Repeat every entry exactly as given.

──────── SOURCE MATERIAL ────────

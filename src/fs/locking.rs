//! Advisory-locked file access
//!
//! The persistent queue and the file-backed store are shared between the
//! `serve` process and short-lived CLI invocations. All access goes through
//! `fs2` advisory locks held for the whole read-modify-write cycle.

use fs2::FileExt;
use std::fs::{self, File, OpenOptions};
use std::io::{Read, Seek, SeekFrom, Write};
use std::path::Path;

use crate::error::Result;

fn ensure_parent(path: &Path) -> Result<()> {
    if let Some(parent) = path.parent() {
        if !parent.as_os_str().is_empty() && !parent.exists() {
            fs::create_dir_all(parent)?;
        }
    }
    Ok(())
}

/// Read the whole file under a shared lock; a missing file reads as empty.
pub fn locked_read(path: &Path) -> Result<String> {
    let file = match File::open(path) {
        Ok(f) => f,
        Err(e) if e.kind() == std::io::ErrorKind::NotFound => return Ok(String::new()),
        Err(e) => return Err(e.into()),
    };
    file.lock_shared()?;
    let mut content = String::new();
    (&file).read_to_string(&mut content)?;
    file.unlock()?;
    Ok(content)
}

/// Read, transform and rewrite a file while holding an exclusive lock.
///
/// `update` receives the current content (empty when the file is new) and
/// returns the new content plus a value handed back to the caller. When it
/// returns `None` as new content the file is left untouched. Truncation
/// happens only after the lock is held.
pub fn locked_update<T>(
    path: &Path,
    update: impl FnOnce(&str) -> Result<(Option<String>, T)>,
) -> Result<T> {
    ensure_parent(path)?;
    #[allow(clippy::suspicious_open_options)]
    let mut file = OpenOptions::new()
        .read(true)
        .write(true)
        .create(true)
        .open(path)?;
    file.lock_exclusive()?;

    let mut current = String::new();
    file.read_to_string(&mut current)?;

    let outcome = update(&current);
    let result = match outcome {
        Ok((Some(next), value)) => {
            file.set_len(0)?;
            file.seek(SeekFrom::Start(0))?;
            file.write_all(next.as_bytes())?;
            file.sync_data()?;
            Ok(value)
        }
        Ok((None, value)) => Ok(value),
        Err(e) => Err(e),
    };

    file.unlock()?;
    result
}

/// Replace the file content under an exclusive lock.
pub fn locked_write(path: &Path, content: &str) -> Result<()> {
    locked_update(path, |_| Ok((Some(content.to_string()), ())))
}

────────

WRITTEN SOLUTION:
filename src/fs/locking.rs
//! Advisory-locked file access
//!
//! The persistent queue and the file-backed store are shared between the
//! `serve` process and short-lived CLI invocations. All access goes through
//! `fs2` advisory locks held for the whole read-modify-write cycle.

use fs2::FileExt;
use std::fs::{self, File, OpenOptions};
use std::io::{Read, Seek, SeekFrom, Write};
use std::path::Path;

use crate::error::Result;

fn ensure_parent(path: &Path) -> Result<()> {
    if let Some(parent) = path.parent() {
        if !parent.as_os_str().is_empty() && !parent.exists() {
            fs::create_dir_all(parent)?;
        }
    }
    Ok(())
}

/// Read the whole file under a shared lock; a missing file reads as empty.
pub fn locked_read(path: &Path) -> Result<String> {
    let file = match File::open(path) {
        Ok(f) => f,
        Err(e) if e.kind() == std::io::ErrorKind::NotFound => return Ok(String::new()),
        Err(e) => return Err(e.into()),
    };
    file.lock_shared()?;
    let mut content = String::new();
    (&file).read_to_string(&mut content)?;
    file.unlock()?;
    Ok(content)
}

/// Read, transform and rewrite a file while holding an exclusive lock.
///
/// `update` receives the current content (empty when the file is new) and
/// returns the new content plus a value handed back to the caller. When it
/// returns `None` as new content the file is left untouched. Truncation
/// happens only after the lock is held.
pub fn locked_update<T>(
    path: &Path,
    update: impl FnOnce(&str) -> Result<(Option<String>, T)>,
) -> Result<T> {
    ensure_parent(path)?;
    #[allow(clippy::suspicious_open_options)]
    let mut file = OpenOptions::new()
        .read(true)
        .write(true)
        .create(true)
        .open(path)?;
    file.lock_exclusive()?;

    let mut current = String::new();
    file.read_to_string(&mut current)?;

    let outcome = update(&current);
    let result = match outcome {
        Ok((Some(next), value)) => {
            file.set_len(0)?;
            file.seek(SeekFrom::Start(0))?;
            file.write_all(next.as_bytes())?;
            file.sync_data()?;
            Ok(value)
        }
        Ok((None, value)) => Ok(value),
        Err(e) => Err(e),
    };

    file.unlock()?;
    result
}

/// Replace the file content under an exclusive lock.
pub fn locked_write(path: &Path, content: &str) -> Result<()> {
    locked_update(path, |_| Ok((Some(content.to_string()), ())))
}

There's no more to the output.